Again, the same question. The reason is - I still can't make it work after reading the following:

http://stackoverflow.com/questions/1085071/real-time-intercepting-of-stdout-from-another-process-in-python

http://stackoverflow.com/questions/527197/intercepting-stdout-of-a-subprocess-while-it-is-running

http://stackoverflow.com/questions/874815/how-do-i-get-real-time-information-back-from-a-subprocess-popen-in-python-2-5

http://stackoverflow.com/questions/1606795/catching-stdout-in-realtime-from-subprocess

My case is that I have a console app written in C, lets take for example this code in a loop:

tmp = 0.0;   
printf("\ninput>>"); 
scanf_s("%f",&tmp); 
printf ("\ninput was: %f",tmp); 

it continuously reads some input and writes some output.

My python code to interact with it is the following:

p=subprocess.Popen([path],stdout=subprocess.PIPE,stdin=subprocess.PIPE)
p.stdin.write('12345\n')
for line in p.stdout: 
    print(">>> " + str(line.rstrip())) 
    p.stdout.flush() 

So far whenever I read form p.stdout it alwais waits until the process is terminated and then outputs an empty string.
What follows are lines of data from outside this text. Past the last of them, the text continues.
//! Depth visualization (spec.md §4.8): grayscale by normalized hit distance.

use indicatif::ParallelProgressIterator;
use rayon::prelude::*;

use super::hit::nearest_distance;
use super::progress_bar_style;
use crate::raytracer::camera::Camera;
use crate::raytracer::image::Image;
use crate::raytracer::scene::Scene;

pub fn render(scene: &Scene, camera: &Camera) -> Image {
    let width = camera.width();
    let height = camera.height();
    let total = (width as u64) * (height as u64);

    let distances: Vec<Option<f64>> = (0..total)
        .into_par_iter()
        .progress_with_style(progress_bar_style())
        .map(|idx| {
            let i = (idx % width as u64) as u32;
            let j = (idx / width as u64) as u32;
            let ray = camera.primary_ray(i, j);
            nearest_distance(scene, &ray)
        })
        .collect();

    let max = distances
        .iter()
        .filter_map(|d| *d)
        .fold(0.0_f64, f64::max);

    let mut image = Image::new(width, height);
    for idx in 0..total {
        let i = (idx % width as u64) as u32;
        let j = (idx / width as u64) as u32;
        let byte = match distances[idx as usize] {
            Some(d) if max > 0. => (255. * d / max).round() as u8,
            _ => 255,
        };
        image.set_pixel(j, i, [byte, byte, byte]);
    }
    image
}
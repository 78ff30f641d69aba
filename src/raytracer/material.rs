use super::basics::{Albedo, Color};

/// A named surface material. Colors and emissive intensity are unbounded
/// non-negative triples; `albedo` weights the diffuse/reflect/refract
/// contributions in `ComputeColor` independently of one another.
#[derive(Clone, Debug)]
pub struct Material {
    pub name: String,
    pub ambient_color: Color,
    pub diffuse_color: Color,
    pub specular_color: Color,
    pub emissive: Color,
    pub specular_exponent: f64,
    pub refraction_index: f64,
    pub albedo: Albedo,
}

impl Material {
    pub fn new(name: impl Into<String>) -> Self {
        Self {
            name: name.into(),
            ambient_color: Color::BLACK,
            diffuse_color: Color::BLACK,
            specular_color: Color::BLACK,
            emissive: Color::BLACK,
            specular_exponent: 0.,
            refraction_index: 1.,
            albedo: Albedo::new(1., 0., 0.),
        }
    }
}
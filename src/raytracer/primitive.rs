use super::basics::{Direction, Position};

/// Center + radius. Radius is assumed positive; the loader never produces a
/// non-positive one.
#[derive(Clone, Copy, Debug)]
pub struct Sphere {
    pub center: Position,
    pub radius: f64,
}

impl Sphere {
    pub fn new(center: Position, radius: f64) -> Self {
        Self { center, radius }
    }
}

/// Three ordered vertices. Winding determines the geometric normal via
/// `cross(v1-v0, v2-v0)`.
#[derive(Clone, Copy, Debug)]
pub struct Triangle {
    pub vertices: [Position; 3],
}

impl Triangle {
    pub fn new(v0: Position, v1: Position, v2: Position) -> Self {
        Self {
            vertices: [v0, v1, v2],
        }
    }

    pub fn vertex(&self, i: usize) -> Position {
        self.vertices[i]
    }
}

/// Sum type over the two primitive kinds the renderer knows how to
/// intersect. Dispatch happens once per candidate in the linear scan rather
/// than through a vtable, keeping the hot inner loop free of dynamic
/// dispatch (see the Design Notes on polymorphism over primitives).
#[derive(Clone, Copy, Debug)]
pub enum Primitive {
    Sphere(Sphere),
    Triangle(Triangle),
}

impl From<Sphere> for Primitive {
    fn from(s: Sphere) -> Self {
        Primitive::Sphere(s)
    }
}

impl From<Triangle> for Primitive {
    fn from(t: Triangle) -> Self {
        Primitive::Triangle(t)
    }
}

/// Per-vertex shading normal, unit length when present. `None` means "use
/// the triangle's geometric normal for this vertex" — represented as three
/// independent optional slots, not a side table, so lookups are always by
/// triangle-local index (0, 1, 2).
pub type VertexNormals = [Option<Direction>; 3];
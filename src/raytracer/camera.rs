use nalgebra::{Matrix3, Vector3};

use super::basics::{Direction, Position, EPSILON};
use super::ray::Ray;

/// World-up used for the look-at basis construction. Fixed per the
/// coordinate conventions in spec.md §6.
const WORLD_UP: Vector3<f64> = Vector3::new(0., 1., 0.);

/// A pinhole camera built from a look-at pair. `right`/`up`/`forward` form
/// an orthonormal basis; `half_width`/`half_height` are half the view
/// plane's extent at unit distance from the camera, so a pixel's camera-
/// space direction is simply `(x, y, -1)` scaled into that basis.
pub struct Camera {
    pub position: Position,
    forward: Direction,
    right: Direction,
    up: Direction,
    half_width: f64,
    half_height: f64,
    screen_width: u32,
    screen_height: u32,
}

impl Camera {
    pub fn new(
        look_from: Position,
        look_to: Position,
        fov: f64,
        screen_width: u32,
        screen_height: u32,
    ) -> Self {
        let forward = Direction::from_to(&look_to, &look_from);

        let candidate_right = WORLD_UP.cross(forward.as_ref());
        let right = if candidate_right.norm() < EPSILON {
            Direction::new(1., 0., 0.)
        } else {
            Direction::from(candidate_right)
        };

        let up = Direction::from(forward.as_ref().cross(right.as_ref()));

        let height = 2. * (fov / 2.).tan();
        let width = height * screen_width as f64 / screen_height as f64;

        Self {
            position: look_from,
            forward,
            right,
            up,
            half_width: width / 2.,
            half_height: height / 2.,
            screen_width,
            screen_height,
        }
    }

    pub fn width(&self) -> u32 {
        self.screen_width
    }

    pub fn height(&self) -> u32 {
        self.screen_height
    }

    /// The primary ray through pixel `(i, j)` — `i` is the column `[0,
    /// width)`, `j` the row `[0, height)`. Row 0 is the top of the image
    /// (see spec.md §9, Pixel orientation).
    pub fn primary_ray(&self, i: u32, j: u32) -> Ray {
        let x = (2. * (i as f64 + 0.5) / self.screen_width as f64 - 1.) * self.half_width;
        let y = (2. * (-(j as f64) - 0.5) / self.screen_height as f64 + 1.) * self.half_height;

        let basis = Matrix3::from_columns(&[
            *self.right.as_ref(),
            *self.up.as_ref(),
            *self.forward.as_ref(),
        ]);
        let cam_space = Vector3::new(x, y, -1.);
        let direction = Direction::from(basis * cam_space);

        Ray::new(self.position, direction)
    }
}
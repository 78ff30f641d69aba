//! Extended-OBJ/MTL scene loading. Grounded in
//! `original_source/raytracer-reader/scene.h` (`ReadScene`/`ReadMaterials`):
//! tokenization and scene assembly are the one piece spec.md §1 scopes out
//! of the core algorithmic spec, but spec.md §6 still pins down the exact
//! grammar, so this module follows the original's control flow closely
//! rather than inventing a new one.

mod common;
mod mtl;
mod obj;

use std::path::Path;

use crate::error::SceneError;
use crate::raytracer::scene::Scene;

/// Parse `path` (a Wavefront OBJ file, extended with the `S`/`P` scene
/// directives from spec.md §6) and its `mtllib`-referenced MTL companion
/// into an in-memory `Scene`.
pub fn load_scene(path: impl AsRef<Path>) -> Result<Scene, SceneError> {
    obj::load(path.as_ref())
}
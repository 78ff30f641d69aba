//! Global Reinhard tone mapping + gamma 2.2 (spec.md §4.11), applied once
//! over the whole radiance buffer so the result never depends on the order
//! pixels were shaded in.

use crate::raytracer::basics::Color;
use crate::raytracer::image::Image;

const GAMMA: f64 = 2.2;

fn tonemap_channel(c: f64, max: f64) -> f64 {
    let reinhard = c * (1. + c / (max * max)) / (1. + c);
    reinhard.powf(1. / GAMMA)
}

pub fn apply(radiance: &[Color], width: u32, height: u32) -> Image {
    let max = radiance
        .iter()
        .flat_map(|c| c.channels())
        .fold(0.0_f64, f64::max);

    let mut image = Image::new(width, height);
    for idx in 0..radiance.len() {
        let i = (idx as u32) % width;
        let j = (idx as u32) / width;
        let [r, g, b] = radiance[idx].channels();
        let rgb = if max <= 0. {
            [0, 0, 0]
        } else {
            [
                (255. * tonemap_channel(r, max)).round() as u8,
                (255. * tonemap_channel(g, max)).round() as u8,
                (255. * tonemap_channel(b, max)).round() as u8,
            ]
        };
        image.set_pixel(j, i, rgb);
    }
    image
}
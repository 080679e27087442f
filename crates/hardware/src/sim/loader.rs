//! Program Image Loader.
//!
//! Reads the LS-8 text image format into bytes:
//! 1. **Comments:** Everything from `#` to the end of a line is dropped.
//! 2. **Blank lines:** Lines empty after stripping are skipped and take no address.
//! 3. **Tokens:** Every other line is one base-2 literal holding a single byte.
//!
//! ```text
//! 10000010 # LDI R0,8
//! 00000000
//! 00001000
//! ```

use std::fs;
use std::path::Path;

use crate::common::error::LoadError;

/// Returns the token carried by `line`, or `None` for comment-only and blank lines.
pub fn token(line: &str) -> Option<&str> {
    let code = line.split_once('#').map_or(line, |(code, _)| code).trim();
    (!code.is_empty()).then_some(code)
}

/// Parses one binary token into a byte.
///
/// Only the digits `0` and `1` are accepted, and the value must fit in 8 bits.
pub fn parse_token(token: &str) -> Option<u8> {
    if token.is_empty() || !token.bytes().all(|b| b == b'0' || b == b'1') {
        return None;
    }
    u8::from_str_radix(token, 2).ok()
}

/// Parses a program image held in memory.
///
/// # Errors
///
/// Returns [`LoadError::Parse`] for the first line whose token is not a
/// binary byte literal.
pub fn parse_program(text: &str) -> Result<Vec<u8>, LoadError> {
    let mut image = Vec::new();
    for (idx, line) in text.lines().enumerate() {
        let Some(tok) = token(line) else {
            continue;
        };
        let byte = parse_token(tok).ok_or_else(|| LoadError::Parse {
            line: idx + 1,
            token: tok.to_string(),
        })?;
        image.push(byte);
    }
    Ok(image)
}

/// Reads and parses a program image file.
///
/// # Errors
///
/// Returns [`LoadError::Io`] if the file cannot be read (check
/// [`LoadError::is_not_found`] for a missing file) and [`LoadError::Parse`]
/// for a malformed line.
pub fn load_program(path: impl AsRef<Path>) -> Result<Vec<u8>, LoadError> {
    let path = path.as_ref();
    let text = fs::read_to_string(path).map_err(|source| LoadError::Io {
        path: path.to_path_buf(),
        source,
    })?;
    let image = parse_program(&text)?;
    tracing::debug!(path = %path.display(), bytes = image.len(), "program loaded");
    Ok(image)
}
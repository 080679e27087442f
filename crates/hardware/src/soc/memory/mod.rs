//! Main Memory.
//!
//! This module implements the flat byte-addressable RAM of the LS-8. It provides:
//! 1. **Storage:** A zero-filled byte array fixed in size at construction.
//! 2. **Access:** Bounds-checked single-byte reads and writes.
//! 3. **Loading:** Bulk placement of a program image starting at address 0.
//!
//! There is no alignment, no word size beyond one byte, and no protection:
//! the stack and program data share this one address space.

use crate::common::error::Trap;

/// Flat byte-addressable memory.
#[derive(Debug, Clone, PartialEq, Eq)]
pub struct Ram {
    cells: Box<[u8]>,
}

impl Ram {
    /// Allocates `size` zeroed cells.
    pub fn new(size: usize) -> Self {
        Self {
            cells: vec![0; size].into_boxed_slice(),
        }
    }

    /// Number of addressable cells.
    #[inline]
    pub fn size(&self) -> usize {
        self.cells.len()
    }

    /// Reads the byte at `addr`.
    ///
    /// # Errors
    ///
    /// Returns [`Trap::AddressOutOfBounds`] if `addr` is not below [`Ram::size`].
    #[inline]
    pub fn read(&self, addr: usize) -> Result<u8, Trap> {
        self.cells
            .get(addr)
            .copied()
            .ok_or(Trap::AddressOutOfBounds(addr))
    }

    /// Writes `val` to `addr`.
    ///
    /// # Errors
    ///
    /// Returns [`Trap::AddressOutOfBounds`] if `addr` is not below [`Ram::size`].
    #[inline]
    pub fn write(&mut self, addr: usize, val: u8) -> Result<(), Trap> {
        let cell = self
            .cells
            .get_mut(addr)
            .ok_or(Trap::AddressOutOfBounds(addr))?;
        *cell = val;
        Ok(())
    }

    /// Non-faulting read used by diagnostics; `None` past the end of memory.
    #[inline]
    pub fn peek(&self, addr: usize) -> Option<u8> {
        self.cells.get(addr).copied()
    }

    /// Copies `image` into memory starting at address 0.
    ///
    /// # Errors
    ///
    /// Returns [`Trap::AddressOutOfBounds`] carrying the first address that
    /// does not fit if the image is larger than memory. Memory is untouched
    /// in that case.
    pub fn load_image(&mut self, image: &[u8]) -> Result<(), Trap> {
        if image.len() > self.cells.len() {
            return Err(Trap::AddressOutOfBounds(self.cells.len()));
        }
        self.cells[..image.len()].copy_from_slice(image);
        Ok(())
    }

    /// Read-only view of every cell.
    pub fn as_slice(&self) -> &[u8] {
        &self.cells
    }
}
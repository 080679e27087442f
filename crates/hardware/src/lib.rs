//! LS-8 instruction-set simulator library.
//!
//! This crate implements an 8-bit machine with 256 bytes of memory and eight
//! byte registers:
//! 1. **Core:** Fetch/decode/execute engine, flags, stack and subroutine convention.
//! 2. **ALU:** Wrapping byte arithmetic, bitwise operations and comparison.
//! 3. **ISA:** Opcode encodings, the operand-arity rule and the dispatch table.
//! 4. **SoC:** Flat RAM and the console PRN writes to.
//! 5. **Simulation:** Program-image loader, configuration and statistics.

/// Common types and constants (registers, traps, errors).
pub mod common;
/// Simulator configuration.
pub mod config;
/// CPU core (state, ALU, execution).
pub mod core;
/// Instruction set (opcodes, decode, dispatch).
pub mod isa;
/// Program loader and simulator driver.
pub mod sim;
/// RAM and console.
pub mod soc;
/// Run statistics.
pub mod stats;

/// Root configuration type; use `Config::default()` or `Config::from_json`.
pub use crate::config::Config;
/// Main CPU type.
pub use crate::core::Cpu;
/// Simulator wrapping a CPU with statistics and tracing.
pub use crate::sim::Simulator;
//! Trap and error definitions.
//!
//! This module defines every failure the simulator can report. It provides:
//! 1. **Traps:** Fatal run-time conditions raised while executing a program.
//! 2. **Load Errors:** Failures reading or parsing a program image.
//! 3. **Config Errors:** Failures deserializing or validating a configuration.
//! 4. **Simulation Errors:** A single umbrella type for the CLI boundary.
//!
//! None of these are recoverable within a run; a trap always stops the machine.

use std::io;
use std::path::PathBuf;

/// Fatal conditions raised by the execution engine.
///
/// A trap ends the current run and is latched by the CPU: every later step
/// returns the same trap. PC has already moved past a faulting instruction
/// whose handler raised the trap, but registers, SP, flags and memory hold
/// the values they had before that instruction.
#[derive(Debug, Clone, PartialEq, Eq, thiserror::Error)]
pub enum Trap {
    /// The fetched opcode has no entry in the dispatch table.
    #[error("unknown opcode {opcode:#04x} at address {pc:#04x}")]
    UnknownOpcode {
        /// The raw opcode byte.
        opcode: u8,
        /// Address the opcode was fetched from.
        pc: usize,
    },

    /// A memory access fell outside the address space.
    #[error("memory address {0:#x} out of bounds")]
    AddressOutOfBounds(usize),

    /// A register operand named a register that does not exist.
    #[error("register index {0} out of bounds")]
    RegisterOutOfBounds(usize),

    /// The ALU was asked to perform an operation it does not implement.
    #[error("unsupported ALU operation {0:#04x}")]
    UnsupportedOperation(u8),

    /// The console rejected a write.
    #[error("console write failed: {0}")]
    ConsoleFailure(String),
}

/// Failures while turning a program image into memory contents.
#[derive(Debug, thiserror::Error)]
pub enum LoadError {
    /// The image file could not be read.
    #[error("could not read '{}': {source}", path.display())]
    Io {
        /// Path that was being read.
        path: PathBuf,
        /// Underlying I/O error.
        #[source]
        source: io::Error,
    },

    /// A line did not hold a valid base-2 byte literal.
    #[error("line {line}: '{token}' is not an 8-bit binary literal")]
    Parse {
        /// 1-based line number in the image.
        line: usize,
        /// The offending token after comment stripping.
        token: String,
    },

    /// The image holds more bytes than memory has cells.
    #[error("program is {size} bytes but memory holds {capacity}")]
    TooLarge {
        /// Number of bytes in the image.
        size: usize,
        /// Number of cells in memory.
        capacity: usize,
    },
}

impl LoadError {
    /// Returns `true` if the image file does not exist.
    pub fn is_not_found(&self) -> bool {
        matches!(self, Self::Io { source, .. } if source.kind() == io::ErrorKind::NotFound)
    }
}

/// Failures while building a [`Config`](crate::config::Config).
#[derive(Debug, thiserror::Error)]
pub enum ConfigError {
    /// The configuration text is not valid JSON for the schema.
    #[error("invalid configuration: {0}")]
    Parse(#[from] serde_json::Error),

    /// The configuration file could not be read.
    #[error("could not read configuration: {0}")]
    Io(#[from] io::Error),

    /// A field holds a value the machine cannot honour.
    #[error("invalid configuration value for `{field}`: {reason}")]
    Invalid {
        /// Dotted name of the offending field.
        field: &'static str,
        /// Why the value was rejected.
        reason: String,
    },
}

/// Any error surfaced by a simulation run.
#[derive(Debug, thiserror::Error)]
pub enum SimError {
    /// Loading the program failed.
    #[error(transparent)]
    Load(#[from] LoadError),

    /// The machine trapped while running.
    #[error(transparent)]
    Trap(#[from] Trap),

    /// The configuration was rejected.
    #[error(transparent)]
    Config(#[from] ConfigError),
}
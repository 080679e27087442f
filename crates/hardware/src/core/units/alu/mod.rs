//! Arithmetic Logic Unit (ALU).
//!
//! This module implements the two-operand byte ALU. It is a set of pure
//! functions: handlers read the register operands, call [`Alu::execute`] and
//! write back whatever the outcome carries.
//!
//! Operations are organized into submodules by category:
//! - [`arithmetic`]: Add, Sub, Mul
//! - [`logic`]:      And, Or, Xor
//!
//! `Cmp` produces no numeric result, only a flags update.

/// Wrapping byte arithmetic (add, sub, mul).
pub mod arithmetic;

/// Bitwise operations (and, or, xor).
pub mod logic;

use crate::common::error::Trap;
use crate::core::arch::flags::Flags;
use crate::isa::opcodes;

/// Operation selector.
#[derive(Debug, Clone, Copy, PartialEq, Eq, Hash)]
pub enum AluOp {
    /// `(a + b) mod 256`.
    Add,
    /// `(a - b) mod 256`.
    Sub,
    /// `(a * b) mod 256`.
    Mul,
    /// Three-way comparison.
    Cmp,
    /// `a & b`.
    And,
    /// `a | b`.
    Or,
    /// `a ^ b`.
    Xor,
}

impl TryFrom<u8> for AluOp {
    type Error = Trap;

    /// Selects the operation named by an ALU opcode.
    ///
    /// Any byte that is not an implemented ALU opcode is rejected with
    /// [`Trap::UnsupportedOperation`].
    fn try_from(opcode: u8) -> Result<Self, Trap> {
        match opcode {
            opcodes::ADD => Ok(Self::Add),
            opcodes::SUB => Ok(Self::Sub),
            opcodes::MUL => Ok(Self::Mul),
            opcodes::CMP => Ok(Self::Cmp),
            opcodes::AND => Ok(Self::And),
            opcodes::OR => Ok(Self::Or),
            opcodes::XOR => Ok(Self::Xor),
            other => Err(Trap::UnsupportedOperation(other)),
        }
    }
}

/// What an ALU operation produced.
#[derive(Debug, Clone, Copy, PartialEq, Eq)]
pub struct AluOutcome {
    /// Value to write back to the first operand register, if any.
    pub result: Option<u8>,
    /// New flags register value, if the operation updates it.
    pub flags: Option<Flags>,
}

/// Arithmetic Logic Unit for byte operations.
#[derive(Debug, Clone, Copy, Default)]
pub struct Alu;

impl Alu {
    /// Executes an ALU operation.
    ///
    /// # Examples
    ///
    /// ```
    /// use ls8_core::core::units::alu::{Alu, AluOp};
    /// use ls8_core::core::arch::Flags;
    ///
    /// assert_eq!(Alu::execute(AluOp::Add, 200, 100).result, Some(44));
    /// assert_eq!(Alu::execute(AluOp::Mul, 16, 16).result, Some(0));
    ///
    /// let cmp = Alu::execute(AluOp::Cmp, 3, 7);
    /// assert_eq!(cmp.result, None);
    /// assert_eq!(cmp.flags, Some(Flags::LESS));
    /// ```
    pub const fn execute(op: AluOp, a: u8, b: u8) -> AluOutcome {
        match op {
            AluOp::Add | AluOp::Sub | AluOp::Mul => AluOutcome {
                result: arithmetic::execute(op, a, b),
                flags: None,
            },
            AluOp::And | AluOp::Or | AluOp::Xor => AluOutcome {
                result: logic::execute(op, a, b),
                flags: None,
            },
            AluOp::Cmp => AluOutcome {
                result: None,
                flags: Some(Flags::compare(a, b)),
            },
        }
    }

    /// Decodes `opcode` into an operation and executes it.
    ///
    /// # Errors
    ///
    /// Returns [`Trap::UnsupportedOperation`] if `opcode` is not an ALU operation.
    pub fn apply(opcode: u8, a: u8, b: u8) -> Result<AluOutcome, Trap> {
        let op = AluOp::try_from(opcode)?;
        Ok(Self::execute(op, a, b))
    }
}
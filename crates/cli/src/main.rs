//! LS-8 simulator CLI.
//!
//! Loads a program image and runs it until `HLT`. It performs:
//! 1. **Load:** Parse the text image (one binary byte per line) into memory.
//! 2. **Run:** Execute, printing `PRN` output to stdout.
//! 3. **Report:** Optional per-instruction trace and end-of-run statistics on stderr.
//!
//! Exit status: 0 on halt, 2 if the program file does not exist, 1 for any
//! other load failure or machine trap.

use std::path::PathBuf;
use std::process::ExitCode;

use clap::{ArgAction, Parser};
use tracing_subscriber::EnvFilter;

use ls8_core::Config;
use ls8_core::Simulator;
use ls8_core::common::SimError;

/// Exit status for a missing program file.
const EXIT_NOT_FOUND: u8 = 2;
/// Exit status for every other failure.
const EXIT_FAILURE: u8 = 1;

#[derive(Parser, Debug)]
#[command(
    name = "ls8",
    author,
    version,
    about = "LS-8 8-bit instruction-set simulator",
    long_about = "Run an LS-8 program image.\n\nThe image is a text file with one 8-bit binary literal per line; \
                  '#' starts a comment and blank lines are ignored.\n\nExamples:\n  \
                  ls8 programs/print8.ls8\n  ls8 --trace --stats programs/call.ls8"
)]
struct Cli {
    /// Program image to run.
    program: PathBuf,

    /// Print a trace line to stderr before every instruction.
    #[arg(long)]
    trace: bool,

    /// Print execution statistics to stderr after the machine halts.
    #[arg(long)]
    stats: bool,

    /// JSON configuration file.
    #[arg(short, long)]
    config: Option<PathBuf>,

    /// Increase log verbosity (-v debug, -vv trace). `RUST_LOG` takes precedence.
    #[arg(short, long, action = ArgAction::Count)]
    verbose: u8,
}

fn main() -> ExitCode {
    let cli = Cli::parse();
    init_logging(cli.verbose);

    match run(&cli) {
        Ok(()) => ExitCode::SUCCESS,
        Err(e) => {
            eprintln!("error: {e}");
            ExitCode::from(exit_status(&e))
        }
    }
}

/// Installs the stderr log subscriber.
fn init_logging(verbose: u8) {
    let default = match verbose {
        0 => "warn",
        1 => "debug",
        _ => "trace",
    };
    let filter = EnvFilter::try_from_default_env().unwrap_or_else(|_| EnvFilter::new(default));
    tracing_subscriber::fmt()
        .with_env_filter(filter)
        .with_writer(std::io::stderr)
        .init();
}

/// Builds the configuration, loads the program and runs it to completion.
fn run(cli: &Cli) -> Result<(), SimError> {
    let mut config = match &cli.config {
        Some(path) => Config::from_file(path)?,
        None => Config::default(),
    };
    config.general.trace_instructions |= cli.trace;
    config.general.print_stats |= cli.stats;
    config.validate()?;

    let mut sim = Simulator::new(&config);
    sim.load_file(&cli.program)?;
    tracing::info!(program = %cli.program.display(), "starting");

    match sim.run() {
        Ok(stats) => {
            if config.general.print_stats {
                eprint!("{}", stats.report());
            }
            Ok(())
        }
        Err(trap) => {
            sim.cpu.dump_state();
            Err(trap.into())
        }
    }
}

/// Maps a failure to the process exit status.
fn exit_status(err: &SimError) -> u8 {
    match err {
        SimError::Load(load) if load.is_not_found() => EXIT_NOT_FOUND,
        _ => EXIT_FAILURE,
    }
}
I'v tride lots of stuff - but still the same result.

I tried Python 2.6 and 3.1, but the version doesn't matter - I just need to make it work somewhere.

Thanks in advance.

+1  A: 

Trying to write to and read from pipes to a sub-process is tricky because of the default buffering going on in both directions. It's extremely easy to get a deadlock where one or the other process (parent or child) is reading from an empty buffer, writing into a full buffer or doing a blocking read on a buffer that's awaiting data before the system libraries flush it.

More modest amounts of data the Popen.communicate() method might be sufficient. However, for data that exceeds its buffering you'd probably get stalled processes (similar to what you're already seeing?)

You might want to look for details on using the fcntl module and making one or the other (or both) of your file descriptors non-blocking. In that case, of course, you'll have to wrap all reads and/or writes to those file descriptors in the appropriate exception handling to handle the "EWOULDBLOCK" events. (I don't remember the exact Python exception that's raised for these).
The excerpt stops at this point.